About this task = Return each line of the records below in which the string "imageops" turns up.

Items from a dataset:
┌──

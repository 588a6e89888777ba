//! Diagnostic sink handed to a session at construction.

use std::fmt;

use log::Level;

/// Receives leveled diagnostic messages from a session.
///
/// Only [`Diagnostics::emit`] is required; the leveled helpers forward to it.
pub trait Diagnostics {
    fn emit(&self, level: Level, message: fmt::Arguments<'_>);

    fn debug(&self, message: fmt::Arguments<'_>) {
        self.emit(Level::Debug, message);
    }

    fn info(&self, message: fmt::Arguments<'_>) {
        self.emit(Level::Info, message);
    }

    fn warn(&self, message: fmt::Arguments<'_>) {
        self.emit(Level::Warn, message);
    }

    fn error(&self, message: fmt::Arguments<'_>) {
        self.emit(Level::Error, message);
    }
}

impl<D: Diagnostics + ?Sized> Diagnostics for &D {
    fn emit(&self, level: Level, message: fmt::Arguments<'_>) {
        (**self).emit(level, message);
    }
}

/// Forwards diagnostics to the `log` facade under a fixed target.
#[derive(Debug, Clone)]
pub struct LogDiagnostics {
    target: String,
}

impl LogDiagnostics {
    pub fn new(target: impl Into<String>) -> Self {
        Self {
            target: target.into(),
        }
    }

    pub fn target(&self) -> &str {
        &self.target
    }
}

impl Default for LogDiagnostics {
    fn default() -> Self {
        Self::new("ze07")
    }
}

impl Diagnostics for LogDiagnostics {
    fn emit(&self, level: Level, message: fmt::Arguments<'_>) {
        log::log!(target: self.target.as_str(), level, "{}", message);
    }
}
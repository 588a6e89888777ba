//! Serial port transport for desktop using serialport crate

use crate::transport::SensorTransport;
use std::io::ErrorKind;
use std::time::Duration;

/// Line speed of the ZE07 UART. Framing is fixed at 8N1.
pub const BAUD_RATE: u32 = 9600;

pub struct SerialTransport {
    port: Box<dyn serialport::SerialPort>,
}

impl SerialTransport {
    /// Open `port_name` at 9600 baud, 8 data bits, no parity, 1 stop bit.
    pub fn new(port_name: &str) -> Result<Self, serialport::Error> {
        let port = serialport::new(port_name, BAUD_RATE)
            .data_bits(serialport::DataBits::Eight)
            .parity(serialport::Parity::None)
            .stop_bits(serialport::StopBits::One)
            .flow_control(serialport::FlowControl::None)
            .timeout(Duration::from_secs(1))
            .open()?;
        std::thread::sleep(Duration::from_millis(500));
        port.clear(serialport::ClearBuffer::Input)?;

        Ok(Self { port })
    }

    /// Name of the underlying device, if the OS reports one.
    pub fn name(&self) -> Option<String> {
        self.port.name()
    }
}

impl SensorTransport for SerialTransport {
    type Error = std::io::Error;

    fn write(&mut self, data: &[u8]) -> Result<usize, Self::Error> {
        std::io::Write::write_all(&mut self.port, data)?;
        std::io::Write::flush(&mut self.port)?;
        Ok(data.len())
    }

    fn read(&mut self, buf: &mut [u8], timeout_ms: u32) -> Result<usize, Self::Error> {
        self.port
            .set_timeout(Duration::from_millis(timeout_ms as u64))
            .map_err(std::io::Error::other)?;
        match std::io::Read::read(&mut self.port, buf) {
            // serialport reports an expired timeout as an error; the session
            // expects an empty read instead.
            Err(e) if e.kind() == ErrorKind::TimedOut => Ok(0),
            other => other,
        }
    }

    fn clear_input(&mut self) -> Result<(), Self::Error> {
        self.port
            .clear(serialport::ClearBuffer::Input)
            .map_err(std::io::Error::other)
    }
}
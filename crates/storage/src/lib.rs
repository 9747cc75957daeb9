//! Storage layer: per-collection cache documents on disk.
//!
//! One JSON file per collection under the cache directory. Loads never fail:
//! a missing or unparseable document is treated as an empty cache so the
//! caller rebuilds from a fresh scan. Saves replace the prior document via
//! write-to-temp-then-rename so a concurrent loader never sees a partial
//! file.

use std::fs;
use std::path::PathBuf;
use tracing::{debug, warn};

pub mod models;

pub use models::{AssetRecord, Cache, FALLBACK_COLOR, UNKNOWN_RESOLUTION};

#[derive(Debug, thiserror::Error)]
pub enum StoreError {
    #[error("failed to persist cache for collection '{collection}': {source}")]
    Persist {
        collection: String,
        #[source]
        source: std::io::Error,
    },
    #[error("failed to encode cache for collection '{collection}': {source}")]
    Encode {
        collection: String,
        #[source]
        source: serde_json::Error,
    },
}

#[derive(Debug, Clone)]
pub struct CacheStore {
    dir: PathBuf,
}

impl CacheStore {
    pub fn new(dir: impl Into<PathBuf>) -> Self {
        Self { dir: dir.into() }
    }

    fn document_path(&self, collection: &str) -> PathBuf {
        self.dir.join(format!("{collection}.json"))
    }

    /// Loads the persisted cache for a collection. Missing or corrupt state
    /// is an empty cache, never an error.
    pub fn load(&self, collection: &str) -> Cache {
        let path = self.document_path(collection);
        let bytes = match fs::read(&path) {
            Ok(bytes) => bytes,
            Err(_) => {
                debug!(collection, "no persisted cache, starting empty");
                return Cache::default();
            }
        };
        match serde_json::from_slice::<Cache>(&bytes) {
            Ok(mut cache) => {
                cache.rekey();
                cache
            }
            Err(err) => {
                warn!(collection, %err, "persisted cache unreadable, rebuilding");
                Cache::default()
            }
        }
    }

    /// Durably replaces the persisted cache for a collection.
    pub fn save(&self, collection: &str, cache: &Cache) -> Result<(), StoreError> {
        let persist = |source| StoreError::Persist {
            collection: collection.to_string(),
            source,
        };
        fs::create_dir_all(&self.dir).map_err(persist)?;

        let json = serde_json::to_vec_pretty(cache).map_err(|source| StoreError::Encode {
            collection: collection.to_string(),
            source,
        })?;

        let path = self.document_path(collection);
        let tmp = self.dir.join(format!("{collection}.json.tmp"));
        fs::write(&tmp, json).map_err(persist)?;
        fs::rename(&tmp, &path).map_err(persist)?;
        debug!(collection, entries = cache.records.len(), "cache persisted");
        Ok(())
    }
}
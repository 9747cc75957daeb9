//! Read-only filesystem traversal for asset collections.

use crate::config::CollectionDescriptor;
use std::collections::BTreeMap;
use std::fs;
use std::path::{Path, PathBuf};
use walkdir::WalkDir;

/// Timestamp substitute when a path is missing or unreadable. A pre-epoch or
/// unreadable mtime collapses to the same value (see [`mtime_secs`]), so the
/// two cases are indistinguishable; both mean "treat as changed once a real
/// timestamp appears".
pub const MISSING_MTIME: i64 = 0;

#[derive(Debug, Clone)]
pub struct ScannedAsset {
    /// Path relative to the collection root, `/`-separated.
    pub rel_path: String,
    pub abs_path: PathBuf,
    pub size: u64,
    pub mtime: i64,
}

/// Walks a collection's base directory and returns every accepted file as a
/// candidate. A missing base directory is an empty collection; unreadable
/// entries are skipped. No ordering guarantee.
pub fn scan_collection(descriptor: &CollectionDescriptor) -> Vec<ScannedAsset> {
    let base = &descriptor.base_dir;
    if !base.is_dir() {
        return Vec::new();
    }
    let mut assets = Vec::new();
    for entry in WalkDir::new(base).follow_links(true) {
        let entry = match entry {
            Ok(e) => e,
            Err(_) => continue,
        };
        if entry.file_type().is_dir() {
            continue;
        }
        let path = entry.path();
        let accepted = path
            .file_name()
            .map(|name| descriptor.extensions.is_match(name))
            .unwrap_or(false);
        if !accepted {
            continue;
        }
        let meta = match entry.metadata() {
            Ok(m) => m,
            Err(_) => continue,
        };
        let rel = match path.strip_prefix(base) {
            Ok(r) => r,
            Err(_) => continue,
        };
        assets.push(ScannedAsset {
            rel_path: join_components(rel),
            abs_path: path.to_path_buf(),
            size: meta.len(),
            mtime: mtime_secs(&meta),
        });
    }
    assets
}

/// Timestamp per directory under `base` (key relative to `base`, `"."` for
/// the base itself): the newest mtime among the directory itself and its
/// immediate files. Deleting or adding a file bumps the directory's own
/// mtime, so the map changes even when the removed file was not the newest.
/// Missing base yields an empty map.
pub fn directory_mtimes(base: &Path) -> BTreeMap<String, i64> {
    let mut map = BTreeMap::new();
    if !base.is_dir() {
        return map;
    }
    for entry in WalkDir::new(base).follow_links(true) {
        let entry = match entry {
            Ok(e) => e,
            Err(_) => continue,
        };
        if !entry.file_type().is_dir() {
            continue;
        }
        let key = match entry.path().strip_prefix(base) {
            Ok(rel) if rel.as_os_str().is_empty() => ".".to_string(),
            Ok(rel) => join_components(rel),
            Err(_) => continue,
        };
        map.insert(key, newest_entry_mtime(entry.path()));
    }
    map
}

/// Modification time of the collection root itself.
pub fn root_mtime(base: &Path) -> i64 {
    fs::metadata(base)
        .map(|meta| mtime_secs(&meta))
        .unwrap_or(MISSING_MTIME)
}

pub fn mtime_secs(meta: &fs::Metadata) -> i64 {
    meta.modified()
        .ok()
        .and_then(|t| t.duration_since(std::time::UNIX_EPOCH).ok())
        .map(|d| d.as_secs() as i64)
        .unwrap_or_default()
}

fn newest_entry_mtime(dir: &Path) -> i64 {
    let mut newest = root_mtime(dir);
    let entries = match fs::read_dir(dir) {
        Ok(entries) => entries,
        Err(_) => return newest,
    };
    for entry in entries.flatten() {
        let meta = match entry.metadata() {
            Ok(m) => m,
            Err(_) => continue,
        };
        if meta.is_file() {
            newest = newest.max(mtime_secs(&meta));
        }
    }
    newest
}

fn join_components(rel: &Path) -> String {
    rel.components()
        .map(|c| c.as_os_str().to_string_lossy())
        .collect::<Vec<_>>()
        .join("/")
}

#[cfg(test)]
mod tests {
    use super::*;
    use crate::config::{CollectionConfig, Strategy};
    use std::fs;
    use tempfile::tempdir;

    fn descriptor(base: &Path) -> CollectionDescriptor {
        CollectionConfig {
            name: "wallpapers".to_string(),
            base_dir: base.to_string_lossy().into_owned(),
            strategy: Strategy::PerFile,
            extensions: vec!["png".to_string(), "jpg".to_string()],
        }
        .descriptor()
        .unwrap()
    }

    #[test]
    fn missing_base_yields_empty_scan() {
        let dir = tempdir().unwrap();
        let descriptor = descriptor(&dir.path().join("nope"));
        assert!(scan_collection(&descriptor).is_empty());
    }

    #[test]
    fn scan_recurses_and_filters_extensions() {
        let dir = tempdir().unwrap();
        fs::create_dir_all(dir.path().join("a/deep")).unwrap();
        fs::write(dir.path().join("a/one.png"), b"x").unwrap();
        fs::write(dir.path().join("a/deep/two.JPG"), b"xy").unwrap();
        fs::write(dir.path().join("a/notes.txt"), b"skip").unwrap();
        fs::write(dir.path().join("top.png"), b"xyz").unwrap();

        let mut rels: Vec<String> = scan_collection(&descriptor(dir.path()))
            .into_iter()
            .map(|a| a.rel_path)
            .collect();
        rels.sort();
        assert_eq!(rels, vec!["a/deep/two.JPG", "a/one.png", "top.png"]);
    }

    #[test]
    fn scan_reports_size_and_mtime() {
        let dir = tempdir().unwrap();
        fs::write(dir.path().join("one.png"), b"12345").unwrap();
        let assets = scan_collection(&descriptor(dir.path()));
        assert_eq!(assets.len(), 1);
        assert_eq!(assets[0].size, 5);
        assert!(assets[0].mtime > 0);
    }

    #[test]
    fn directory_mtimes_keys_every_directory() {
        let dir = tempdir().unwrap();
        fs::create_dir_all(dir.path().join("a/empty")).unwrap();
        fs::write(dir.path().join("a/one.png"), b"x").unwrap();
        let map = directory_mtimes(dir.path());
        let mut keys: Vec<&str> = map.keys().map(String::as_str).collect();
        keys.sort();
        assert_eq!(keys, vec![".", "a", "a/empty"]);
        assert!(map["a"] > MISSING_MTIME);
    }

    #[test]
    fn directory_mtimes_of_missing_base_is_empty() {
        let dir = tempdir().unwrap();
        assert!(directory_mtimes(&dir.path().join("nope")).is_empty());
    }

    #[test]
    fn pre_epoch_mtime_collapses_to_sentinel() {
        let dir = tempdir().unwrap();
        let path = dir.path().join("old.png");
        fs::write(&path, b"x").unwrap();
        let before_epoch = std::time::UNIX_EPOCH - std::time::Duration::from_secs(1_000);
        fs::File::open(&path)
            .unwrap()
            .set_modified(before_epoch)
            .unwrap();
        let meta = fs::metadata(&path).unwrap();
        assert_eq!(mtime_secs(&meta), MISSING_MTIME);
    }

    #[test]
    fn root_mtime_of_missing_base_is_sentinel() {
        let dir = tempdir().unwrap();
        assert_eq!(root_mtime(&dir.path().join("nope")), MISSING_MTIME);
        assert!(root_mtime(dir.path()) > MISSING_MTIME);
    }
}
use serde::{Deserialize, Serialize};
use std::collections::BTreeMap;

/// Resolution value for assets that were not (or could not be) decoded.
pub const UNKNOWN_RESOLUTION: &str = "Unknown";

/// Single color substituted when color extraction is skipped or fails.
pub const FALLBACK_COLOR: &str = "#000000";

/// One indexed asset. The `key` is derived from the collection name and the
/// file's relative path; it is the map key in the persisted document, not a
/// serialized field.
#[derive(Debug, Clone, PartialEq, Serialize, Deserialize)]
pub struct AssetRecord {
    #[serde(skip)]
    pub key: String,
    pub name: String,
    #[serde(default, skip_serializing_if = "Option::is_none")]
    pub author: Option<String>,
    pub category: String,
    pub resolution: String,
    pub size: u64,
    pub colors: Vec<String>,
    pub last_modified: i64,
    pub folder_type: String,
}

/// In-memory and persisted cache state for one collection.
///
/// `records` is the listing itself. The other fields are invalidation state
/// and only populated for the strategy that uses them: `dir_mtimes` maps each
/// directory (relative to the collection root, `"."` for the root itself) to
/// the newest mtime among its immediate files, and `root_mtime` holds the
/// single timestamp of the collection root.
#[derive(Debug, Clone, Default, PartialEq, Serialize, Deserialize)]
pub struct Cache {
    #[serde(default)]
    pub records: BTreeMap<String, AssetRecord>,
    #[serde(default, skip_serializing_if = "BTreeMap::is_empty")]
    pub dir_mtimes: BTreeMap<String, i64>,
    #[serde(default, skip_serializing_if = "Option::is_none")]
    pub root_mtime: Option<i64>,
}

impl Cache {
    /// Restores the `key` field on every record after deserialization.
    pub fn rekey(&mut self) {
        for (key, record) in self.records.iter_mut() {
            record.key = key.clone();
        }
    }
}
//! Per-file metadata extraction: decode, measure, sample dominant colors.

use crate::colors::{dominant_colors, SAMPLE_DIM};
use async_trait::async_trait;
use image::imageops::FilterType;
use std::path::{Path, PathBuf};
use tokio::task;
use tracing::warn;

/// Outcome of metadata extraction for one file.
///
/// `Degraded` is the explicit fallback variant: the file exists but could not
/// be decoded. Its record materializes with `Unknown` resolution and the
/// single fallback color; extraction never aborts a batch.
#[derive(Debug, Clone, PartialEq)]
pub enum Extraction {
    Decoded {
        resolution: String,
        colors: Vec<String>,
    },
    Degraded,
}

#[async_trait]
pub trait MetadataExtractor: Send + Sync {
    async fn extract(&self, path: &Path) -> Extraction;
}

/// Production extractor backed by the `image` crate. Decoding runs on the
/// blocking pool; the reconciliation engine bounds how many run at once.
#[derive(Debug, Clone)]
pub struct ImageExtractor {
    pub color_count: usize,
}

#[async_trait]
impl MetadataExtractor for ImageExtractor {
    async fn extract(&self, path: &Path) -> Extraction {
        let path = path.to_path_buf();
        let color_count = self.color_count;
        match task::spawn_blocking(move || decode_file(&path, color_count)).await {
            Ok(extraction) => extraction,
            Err(err) => {
                warn!(%err, "metadata extraction task failed");
                Extraction::Degraded
            }
        }
    }
}

fn decode_file(path: &PathBuf, color_count: usize) -> Extraction {
    let decoded = match image::open(path) {
        Ok(img) => img,
        Err(err) => {
            warn!(path = %path.display(), %err, "decode failed, keeping fallback metadata");
            return Extraction::Degraded;
        }
    };
    let (width, height) = (decoded.width(), decoded.height());
    let sample = image::imageops::resize(
        &decoded.to_rgb8(),
        SAMPLE_DIM,
        SAMPLE_DIM,
        FilterType::Nearest,
    );
    Extraction::Decoded {
        resolution: format!("{width}x{height}"),
        colors: dominant_colors(&sample, color_count),
    }
}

└──

Result =
use image::imageops::FilterType;
    let sample = image::imageops::resize(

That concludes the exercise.